Dataset entries:
*** Block opens ***
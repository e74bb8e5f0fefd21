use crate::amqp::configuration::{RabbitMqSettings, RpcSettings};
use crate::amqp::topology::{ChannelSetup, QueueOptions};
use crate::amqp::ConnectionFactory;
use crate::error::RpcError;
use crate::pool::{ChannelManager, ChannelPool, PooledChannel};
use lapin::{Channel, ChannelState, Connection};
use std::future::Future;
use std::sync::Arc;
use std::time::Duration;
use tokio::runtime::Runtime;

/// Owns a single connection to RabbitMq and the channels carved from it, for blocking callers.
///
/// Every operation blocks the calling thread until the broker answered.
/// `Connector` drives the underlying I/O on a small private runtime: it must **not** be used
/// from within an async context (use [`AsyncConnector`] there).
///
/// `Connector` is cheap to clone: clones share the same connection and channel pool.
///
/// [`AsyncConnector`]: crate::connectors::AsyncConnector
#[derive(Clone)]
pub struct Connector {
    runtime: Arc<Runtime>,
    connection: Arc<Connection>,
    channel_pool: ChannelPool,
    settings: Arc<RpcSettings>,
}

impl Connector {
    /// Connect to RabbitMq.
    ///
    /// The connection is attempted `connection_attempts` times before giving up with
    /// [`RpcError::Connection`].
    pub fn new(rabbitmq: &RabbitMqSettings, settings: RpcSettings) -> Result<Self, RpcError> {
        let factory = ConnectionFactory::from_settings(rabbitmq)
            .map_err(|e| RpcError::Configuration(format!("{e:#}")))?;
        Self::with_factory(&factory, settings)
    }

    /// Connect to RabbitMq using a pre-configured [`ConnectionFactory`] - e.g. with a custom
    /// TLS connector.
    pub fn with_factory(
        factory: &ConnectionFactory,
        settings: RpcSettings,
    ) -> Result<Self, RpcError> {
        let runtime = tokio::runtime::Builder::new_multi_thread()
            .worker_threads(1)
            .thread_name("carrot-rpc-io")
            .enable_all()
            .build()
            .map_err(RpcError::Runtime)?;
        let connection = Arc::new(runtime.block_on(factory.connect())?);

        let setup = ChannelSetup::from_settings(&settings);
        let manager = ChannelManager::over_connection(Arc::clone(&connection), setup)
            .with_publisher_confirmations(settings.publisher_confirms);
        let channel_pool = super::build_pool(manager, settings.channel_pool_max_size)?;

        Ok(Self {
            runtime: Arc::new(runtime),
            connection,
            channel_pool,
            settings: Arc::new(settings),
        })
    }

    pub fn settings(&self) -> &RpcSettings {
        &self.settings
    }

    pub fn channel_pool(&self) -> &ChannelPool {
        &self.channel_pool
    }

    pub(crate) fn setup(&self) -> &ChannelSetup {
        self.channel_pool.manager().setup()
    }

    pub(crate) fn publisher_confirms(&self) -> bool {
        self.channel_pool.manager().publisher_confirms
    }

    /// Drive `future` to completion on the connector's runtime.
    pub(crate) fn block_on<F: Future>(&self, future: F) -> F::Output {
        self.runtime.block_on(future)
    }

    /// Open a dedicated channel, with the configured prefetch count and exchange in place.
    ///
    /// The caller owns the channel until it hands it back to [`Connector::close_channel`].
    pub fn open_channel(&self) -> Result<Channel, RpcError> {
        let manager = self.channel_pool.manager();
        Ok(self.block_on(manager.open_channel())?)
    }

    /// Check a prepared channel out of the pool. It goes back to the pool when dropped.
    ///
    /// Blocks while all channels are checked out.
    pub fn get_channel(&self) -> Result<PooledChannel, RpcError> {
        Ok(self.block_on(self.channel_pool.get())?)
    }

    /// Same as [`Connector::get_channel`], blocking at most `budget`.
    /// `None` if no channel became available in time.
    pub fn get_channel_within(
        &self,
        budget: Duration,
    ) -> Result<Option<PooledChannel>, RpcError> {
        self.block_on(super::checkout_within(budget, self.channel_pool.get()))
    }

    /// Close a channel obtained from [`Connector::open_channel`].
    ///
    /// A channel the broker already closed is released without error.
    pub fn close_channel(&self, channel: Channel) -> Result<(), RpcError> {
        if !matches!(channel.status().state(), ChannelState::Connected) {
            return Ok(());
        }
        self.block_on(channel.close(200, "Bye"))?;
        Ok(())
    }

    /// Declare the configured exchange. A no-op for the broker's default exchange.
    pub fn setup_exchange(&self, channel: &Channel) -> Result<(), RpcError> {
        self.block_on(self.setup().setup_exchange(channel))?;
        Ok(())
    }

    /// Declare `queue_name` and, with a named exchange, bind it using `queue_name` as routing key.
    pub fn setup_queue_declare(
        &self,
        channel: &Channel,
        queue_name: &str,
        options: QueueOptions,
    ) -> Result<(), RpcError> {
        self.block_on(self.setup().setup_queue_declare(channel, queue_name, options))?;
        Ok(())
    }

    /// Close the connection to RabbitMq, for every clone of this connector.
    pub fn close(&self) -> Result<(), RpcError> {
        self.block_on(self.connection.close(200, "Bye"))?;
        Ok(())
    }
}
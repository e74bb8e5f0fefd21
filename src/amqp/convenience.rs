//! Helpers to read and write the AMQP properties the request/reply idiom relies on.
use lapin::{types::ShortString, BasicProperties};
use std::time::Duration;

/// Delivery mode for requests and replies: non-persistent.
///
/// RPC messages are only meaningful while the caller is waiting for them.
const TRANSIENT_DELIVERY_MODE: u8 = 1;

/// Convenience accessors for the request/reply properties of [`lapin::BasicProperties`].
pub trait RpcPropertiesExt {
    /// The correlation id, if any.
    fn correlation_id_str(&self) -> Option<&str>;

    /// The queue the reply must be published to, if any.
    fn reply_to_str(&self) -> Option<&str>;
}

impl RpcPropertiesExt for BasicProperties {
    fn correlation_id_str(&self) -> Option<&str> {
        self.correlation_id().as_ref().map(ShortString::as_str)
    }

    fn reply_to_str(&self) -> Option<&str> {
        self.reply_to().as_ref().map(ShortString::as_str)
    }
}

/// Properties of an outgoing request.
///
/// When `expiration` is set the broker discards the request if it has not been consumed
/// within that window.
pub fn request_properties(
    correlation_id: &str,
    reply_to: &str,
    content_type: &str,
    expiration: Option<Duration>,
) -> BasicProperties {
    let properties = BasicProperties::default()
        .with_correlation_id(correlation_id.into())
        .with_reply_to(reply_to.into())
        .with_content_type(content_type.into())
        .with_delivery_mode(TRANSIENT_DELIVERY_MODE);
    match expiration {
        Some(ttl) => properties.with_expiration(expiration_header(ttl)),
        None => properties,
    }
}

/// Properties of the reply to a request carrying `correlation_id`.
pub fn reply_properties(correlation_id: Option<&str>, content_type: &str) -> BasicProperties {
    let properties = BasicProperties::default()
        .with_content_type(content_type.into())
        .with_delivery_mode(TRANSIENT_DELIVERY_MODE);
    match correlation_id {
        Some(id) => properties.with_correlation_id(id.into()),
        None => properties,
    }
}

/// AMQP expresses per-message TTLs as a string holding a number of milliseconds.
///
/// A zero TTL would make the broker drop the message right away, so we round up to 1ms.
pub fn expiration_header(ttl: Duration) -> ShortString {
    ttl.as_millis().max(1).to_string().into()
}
*** Block closes ***
▶ _Brief_: Some lines in the data above hold the string "blocking". Find and copy each of them.

▶ _Answer box_:
/// Owns a single connection to RabbitMq and the channels carved from it, for blocking callers.
    /// Same as [`Connector::get_channel`], blocking at most `budget`.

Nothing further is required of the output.